CD43 functions as a CD47 independent “don't eat me” signal and novel immune checkpoint in AML Free

CD47 has gained significant attention as a critical anti-phagocytic molecule and therapeutic target for blood cancer immunotherapy. However, the CD47-targeting monoclonal antibody magrolimab recently failed to meet its primary endpoint in Phase III ENHANCE trial in myeloid malignancies. This outcome highlights an urgent need to identify novel regulatory mechanisms for CD47 or to explore entirely new “Don't eat me signal” to overcome existing therapeutic limitations and optimize macrophage-mediated tumor clearance.

To search for potential regulators of CD47, we performed genome-wide CRISPR knock-out (KO) screens in AML cell lines (MOLM13 and U937). We identified 53 positive and 25 negative hits based on P_neg/pos<0.05 that consistently influenced CD47 levels in both cell lines. Notably, these genes were predominantly enriched in O-glycosylation, fucosylation and N-glycosylation pathways. To further investigate the role of O-glycosylation and fucosylation in regulating CD47, we carried out CRISPR-mediated genetic deletion of 13 genes. Deletion of Core 1 O-glycosylation-modifying genes C1GALT1 and C1GALT1C1, or the heavily O-glycosylated protein CD43, increased cell surface CD47, and binding to SIRPa-Fc recombinant protein, establishing these targets as negatively regulators of CD47. In contrast, deletion of SLC35C1, regulator of fucosylation, decreased cell surface CD47 and reduced binding to SIRPa-Fc recombinant protein, implying as a positive regulator of CD47. To further validate, we utilized O-glycosylation inhibitors that resulted in upregulation of CD47 levels while the SLC35C1 inhibitor downregulated CD47 in a dosage and time-dependent manner.

Glycan analysis revealed that CD47 lacks O-glycosylation sites, hence we hypothesized that O-glycosylation indirectly regulates CD47 expression via CD43. Supportive to this, despite higher CD47 expression, disruption of O-glycosylation (via C1GALT1/C1GAT1C1 KO) or CD43 KO increased macrophage phagocytosis (~3-fold on average, P_adj < 0.0001).

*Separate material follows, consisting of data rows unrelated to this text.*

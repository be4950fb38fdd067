use crate::domain::day_mask::DayMask;
use chrono::{DateTime, NaiveDate, Utc};
use serde::{Deserialize, Serialize};

pub const DAY_MS: i64 = 24 * 60 * 60 * 1000;

/// One recurring activity. An `id` of 0 marks a definition that has not been
/// persisted yet; the store assigns the real id on upsert. Edits replace the
/// whole definition.
#[derive(Debug, Clone, Serialize, Deserialize, PartialEq, Eq)]
pub struct LoopDefinition {
    pub id: i64,
    pub title: String,
    pub color: String,
    pub start_in_day: i64,
    pub end_in_day: i64,
    pub active_days: DayMask,
    pub interval: i64,
    pub enabled: bool,
    pub created_at: DateTime<Utc>,
    pub is_any_time: bool,
}

impl LoopDefinition {
    pub fn validate(&self) -> Result<(), String> {
        validate_non_empty(&self.title, "loop.title")?;
        validate_time_of_day(self.start_in_day, "loop.start_in_day")?;
        validate_time_of_day(self.end_in_day, "loop.end_in_day")?;
        if self.interval < 0 {
            return Err("loop.interval must be >= 0".to_string());
        }
        if self.active_days.bits() > DayMask::MAX_BITS {
            return Err("loop.active_days is out of range 0..=127".to_string());
        }
        Ok(())
    }

    pub fn is_persisted(&self) -> bool {
        self.id != 0
    }

    /// End offset shifted past 24h when the window wraps midnight. A window
    /// with `end_in_day <= start_in_day` crosses into the next day.
    pub fn end_in_day_normalized(&self) -> i64 {
        if self.end_in_day > self.start_in_day {
            self.end_in_day
        } else {
            self.end_in_day + DAY_MS
        }
    }

    pub fn wraps_midnight(&self) -> bool {
        self.end_in_day <= self.start_in_day
    }
}

#[derive(Debug, Clone, Copy, Serialize, Deserialize, PartialEq, Eq, Hash)]
#[serde(rename_all = "snake_case")]
pub enum ResponseState {
    NoResponse,
    Done,
    Skip,
    Disabled,
}

impl ResponseState {
    pub fn as_str(self) -> &'static str {
        match self {
            Self::NoResponse => "no_response",
            Self::Done => "done",
            Self::Skip => "skip",
            Self::Disabled => "disabled",
        }
    }

    pub fn parse(value: &str) -> Result<Self, String> {
        match value {
            "no_response" => Ok(Self::NoResponse),
            "done" => Ok(Self::Done),
            "skip" => Ok(Self::Skip),
            "disabled" => Ok(Self::Disabled),
            other => Err(format!("unknown response state '{other}'")),
        }
    }
}

/// Completion record keyed by `(loop_id, day)`; last write wins.
#[derive(Debug, Clone, Serialize, Deserialize, PartialEq, Eq)]
pub struct LedgerEntry {
    pub loop_id: i64,
    pub day: NaiveDate,
    pub state: ResponseState,
}

impl LedgerEntry {
    pub fn validate(&self) -> Result<(), String> {
        if self.loop_id <= 0 {
            return Err("ledger.loop_id must reference a persisted loop".to_string());
        }
        Ok(())
    }
}

#[derive(Debug, Clone, Copy, Serialize, Deserialize, PartialEq, Eq, Hash)]
#[serde(rename_all = "snake_case")]
pub enum AlarmKind {
    Start,
    End,
}

impl AlarmKind {
    pub fn as_str(self) -> &'static str {
        match self {
            Self::Start => "start",
            Self::End => "end",
        }
    }
}

/// Scheduler-internal record of one armed timer. At most one may exist per
/// `(loop_id, kind)` at any time.
#[derive(Debug, Clone, Copy, Serialize, Deserialize, PartialEq, Eq)]
pub struct PendingAlarm {
    pub loop_id: i64,
    pub kind: AlarmKind,
    pub fires_at: DateTime<Utc>,
}

fn validate_non_empty(value: &str, field_name: &str) -> Result<(), String> {
    if value.trim().is_empty() {
        return Err(format!("{field_name} must not be empty"));
    }
    Ok(())
}

fn validate_time_of_day(value: i64, field_name: &str) -> Result<(), String> {
    if !(0..=DAY_MS).contains(&value) {
        return Err(format!("{field_name} must be within 0..=24h in milliseconds"));
    }
    Ok(())
}

#[cfg(test)]
mod tests {
    use super::*;

    fn fixed_time(value: &str) -> DateTime<Utc> {
        DateTime::parse_from_rfc3339(value)
            .expect("valid datetime")
            .with_timezone(&Utc)
    }

    fn sample_loop() -> LoopDefinition {
        LoopDefinition {
            id: 1,
            title: "Morning stretch".to_string(),
            color: "#ff8800".to_string(),
            start_in_day: 9 * 60 * 60 * 1000,
            end_in_day: 10 * 60 * 60 * 1000,
            active_days: DayMask::WEEKDAYS,
            interval: 0,
            enabled: true,
            created_at: fixed_time("2026-02-16T08:00:00Z"),
            is_any_time: false,
        }
    }

    #[test]
    fn loop_validate_accepts_valid_definition() {
        assert!(sample_loop().validate().is_ok());
    }

    #[test]
    fn loop_validate_rejects_empty_title() {
        let mut loop_def = sample_loop();
        loop_def.title = "   ".to_string();
        assert!(loop_def.validate().is_err());
    }

    #[test]
    fn loop_validate_rejects_time_out_of_range() {
        let mut loop_def = sample_loop();
        loop_def.start_in_day = -1;
        assert!(loop_def.validate().is_err());

        let mut loop_def = sample_loop();
        loop_def.end_in_day = DAY_MS + 1;
        assert!(loop_def.validate().is_err());
    }

    #[test]
    fn loop_validate_rejects_negative_interval() {
        let mut loop_def = sample_loop();
        loop_def.interval = -1;
        assert!(loop_def.validate().is_err());
    }

    #[test]
    fn end_normalization_handles_midnight_wrap() {
        let mut loop_def = sample_loop();
        loop_def.start_in_day = 23 * 60 * 60 * 1000;
        loop_def.end_in_day = 60 * 60 * 1000;
        assert!(loop_def.wraps_midnight());
        assert_eq!(loop_def.end_in_day_normalized(), 25 * 60 * 60 * 1000);

        let plain = sample_loop();
        assert!(!plain.wraps_midnight());
        assert_eq!(plain.end_in_day_normalized(), plain.end_in_day);
    }

    #[test]
    fn response_state_round_trips_through_strings() {
        for state in [
            ResponseState::NoResponse,
            ResponseState::Done,
            ResponseState::Skip,
            ResponseState::Disabled,
        ] {
            assert_eq!(ResponseState::parse(state.as_str()), Ok(state));
        }
        assert!(ResponseState::parse("unknown").is_err());
    }

    #[test]
    fn domain_models_support_serde_roundtrip() {
        let loop_def = sample_loop();
        let entry = LedgerEntry {
            loop_id: 1,
            day: NaiveDate::from_ymd_opt(2026, 2, 16).expect("valid date"),
            state: ResponseState::Done,
        };

        let loop_roundtrip: LoopDefinition =
            serde_json::from_str(&serde_json::to_string(&loop_def).expect("serialize loop"))
                .expect("deserialize loop");
        let entry_roundtrip: LedgerEntry =
            serde_json::from_str(&serde_json::to_string(&entry).expect("serialize entry"))
                .expect("deserialize entry");

        assert_eq!(loop_roundtrip, loop_def);
        assert_eq!(entry_roundtrip, entry);
    }
}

Further investigation revealed that the CD43-blocking antibody MEM59 and O-glycosylation inhibitors enhanced phagocytosis in AML (MOLM13 and MV4-11), and lymphoma cells (Raji) as well as AML primary tumors. These findings strongly highlight highly O-glycosylated CD43 as a NOVEL “don't eat me” immune checkpoint in hematological tumors.

We next investigated the underlying mechanism of CD43-dependent “don't eat me” signaling. Classic activation of ADAM10/17 using PMA induced CD43 shedding in MOLM13 cells, with more pronounced effects in O-glycosylation-deficient cells. ADAM10 inhibition, but not ADAM17 inhibition, effectively prevented CD43 shedding and restored CD43 levels in O-glycosylation-deficient cells. This suggested that CD43 in AML is susceptible to ADAM10-mediated proteolytic cleavage, particularly under O-glycosylation-deficient conditions. We engineered SIGLEC1/7 knockout THP1 cells to test these lectins as potential CD43 receptors on macrophages. SIGLEC1/7 deficiency failed to abolish CD43-mediated anti-phagocytic activity, indicating that CD43 signals through alternative macrophage receptors. Negatively charged sialic acids have been proposed to prevent phagocytosis through electrostatic repulsion. However, CD43 deletion or blockade had minimal impact on AML cell zeta potential, ruling out electrostatic repulsion as the primary mechanism.

We finally evaluated the validity of CD43 as a putative immune checkpoint for AML patients. Transcriptomic data from BeatAML and TCGA cohorts revealed significantly elevated CD43 expression on leukemic blasts compared to normal counterpart. CD43 overexpression positively correlated with immunosuppressive M2 macrophage signatures while negatively correlating with anti-tumor immune cell signatures. To isolate tumor-intrinsic CD43 effects from immune cell contribution, we performed Kaplan-Meier survival analysis on BeatAML patients with high tumor purity (>60%), demonstrating that elevated CD43 expression was associated with significantly worse overall survival. These findings for the first time suggest that CD43 on AML blasts promotes an immunosuppressive tumor microenvironment and contributes to poor patient outcomes.

Collectively, our work identifies O-glycosylated CD43 as a novel “don't eat me” immune checkpoint that operates independently of CD47, providing a promising therapeutic target to enhance macrophage-mediated tumor clearance in hematologic malignancies.